───── Data supplied

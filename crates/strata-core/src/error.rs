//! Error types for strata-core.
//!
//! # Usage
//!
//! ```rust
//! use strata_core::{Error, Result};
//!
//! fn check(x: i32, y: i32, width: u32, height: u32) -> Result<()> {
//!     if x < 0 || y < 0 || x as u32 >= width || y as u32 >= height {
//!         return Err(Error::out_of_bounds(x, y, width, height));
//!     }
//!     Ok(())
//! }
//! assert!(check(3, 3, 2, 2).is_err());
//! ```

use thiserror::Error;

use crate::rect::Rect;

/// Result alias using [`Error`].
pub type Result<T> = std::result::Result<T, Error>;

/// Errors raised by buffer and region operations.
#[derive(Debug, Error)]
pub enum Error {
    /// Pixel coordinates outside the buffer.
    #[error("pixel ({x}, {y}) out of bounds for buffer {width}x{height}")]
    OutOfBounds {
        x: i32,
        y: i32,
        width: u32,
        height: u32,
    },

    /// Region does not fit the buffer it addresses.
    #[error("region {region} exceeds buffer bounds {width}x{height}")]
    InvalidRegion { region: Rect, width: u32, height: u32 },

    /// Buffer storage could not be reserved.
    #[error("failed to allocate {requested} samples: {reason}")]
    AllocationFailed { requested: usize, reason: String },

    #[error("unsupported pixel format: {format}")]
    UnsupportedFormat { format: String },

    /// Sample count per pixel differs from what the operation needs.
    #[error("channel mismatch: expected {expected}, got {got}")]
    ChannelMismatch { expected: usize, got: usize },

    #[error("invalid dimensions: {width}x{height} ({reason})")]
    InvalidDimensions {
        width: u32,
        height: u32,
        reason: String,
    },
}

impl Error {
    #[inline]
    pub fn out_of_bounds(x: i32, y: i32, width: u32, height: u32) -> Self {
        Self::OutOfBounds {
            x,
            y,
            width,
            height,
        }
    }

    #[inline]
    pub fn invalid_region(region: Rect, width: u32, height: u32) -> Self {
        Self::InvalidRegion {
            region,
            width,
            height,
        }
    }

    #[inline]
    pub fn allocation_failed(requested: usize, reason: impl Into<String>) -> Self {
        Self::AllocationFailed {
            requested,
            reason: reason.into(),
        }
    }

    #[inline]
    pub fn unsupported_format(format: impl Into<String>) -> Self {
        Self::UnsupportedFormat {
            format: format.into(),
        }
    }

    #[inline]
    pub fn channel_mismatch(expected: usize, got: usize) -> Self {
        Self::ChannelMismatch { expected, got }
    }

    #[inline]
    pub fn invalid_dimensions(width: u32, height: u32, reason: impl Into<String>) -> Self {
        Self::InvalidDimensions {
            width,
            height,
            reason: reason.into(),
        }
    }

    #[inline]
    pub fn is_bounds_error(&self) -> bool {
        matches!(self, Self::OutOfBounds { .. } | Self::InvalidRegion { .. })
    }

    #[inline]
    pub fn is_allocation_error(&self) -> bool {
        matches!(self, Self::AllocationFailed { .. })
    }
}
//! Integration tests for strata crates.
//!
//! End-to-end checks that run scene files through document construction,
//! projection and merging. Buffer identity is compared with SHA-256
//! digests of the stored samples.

──────────
───── Data supplied

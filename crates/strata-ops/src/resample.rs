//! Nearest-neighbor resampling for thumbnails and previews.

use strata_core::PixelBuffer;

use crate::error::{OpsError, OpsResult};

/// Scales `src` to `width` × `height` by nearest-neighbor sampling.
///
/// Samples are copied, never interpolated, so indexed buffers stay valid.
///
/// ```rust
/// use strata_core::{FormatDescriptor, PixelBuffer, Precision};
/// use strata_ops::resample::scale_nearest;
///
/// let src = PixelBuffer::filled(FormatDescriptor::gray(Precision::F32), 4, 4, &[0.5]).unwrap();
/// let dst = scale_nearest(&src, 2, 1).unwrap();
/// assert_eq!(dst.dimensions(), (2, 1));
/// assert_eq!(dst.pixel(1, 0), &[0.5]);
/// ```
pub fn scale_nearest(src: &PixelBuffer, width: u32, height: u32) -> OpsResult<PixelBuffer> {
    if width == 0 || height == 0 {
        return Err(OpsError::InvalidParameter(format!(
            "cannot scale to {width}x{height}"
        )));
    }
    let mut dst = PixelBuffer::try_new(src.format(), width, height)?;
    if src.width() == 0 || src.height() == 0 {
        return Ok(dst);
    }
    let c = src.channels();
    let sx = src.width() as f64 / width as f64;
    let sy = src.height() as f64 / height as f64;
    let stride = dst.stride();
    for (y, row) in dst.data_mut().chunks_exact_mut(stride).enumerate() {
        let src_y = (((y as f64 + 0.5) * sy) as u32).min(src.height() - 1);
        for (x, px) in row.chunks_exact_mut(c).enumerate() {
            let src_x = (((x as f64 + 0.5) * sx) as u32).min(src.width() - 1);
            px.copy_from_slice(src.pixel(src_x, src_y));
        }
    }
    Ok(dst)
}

──────────

Copy each line of the data that contains the word "Rect", leaving the other lines out.

use crate::rect::Rect;
    InvalidRegion { region: Rect, width: u32, height: u32 },
    pub fn invalid_region(region: Rect, width: u32, height: u32) -> Self {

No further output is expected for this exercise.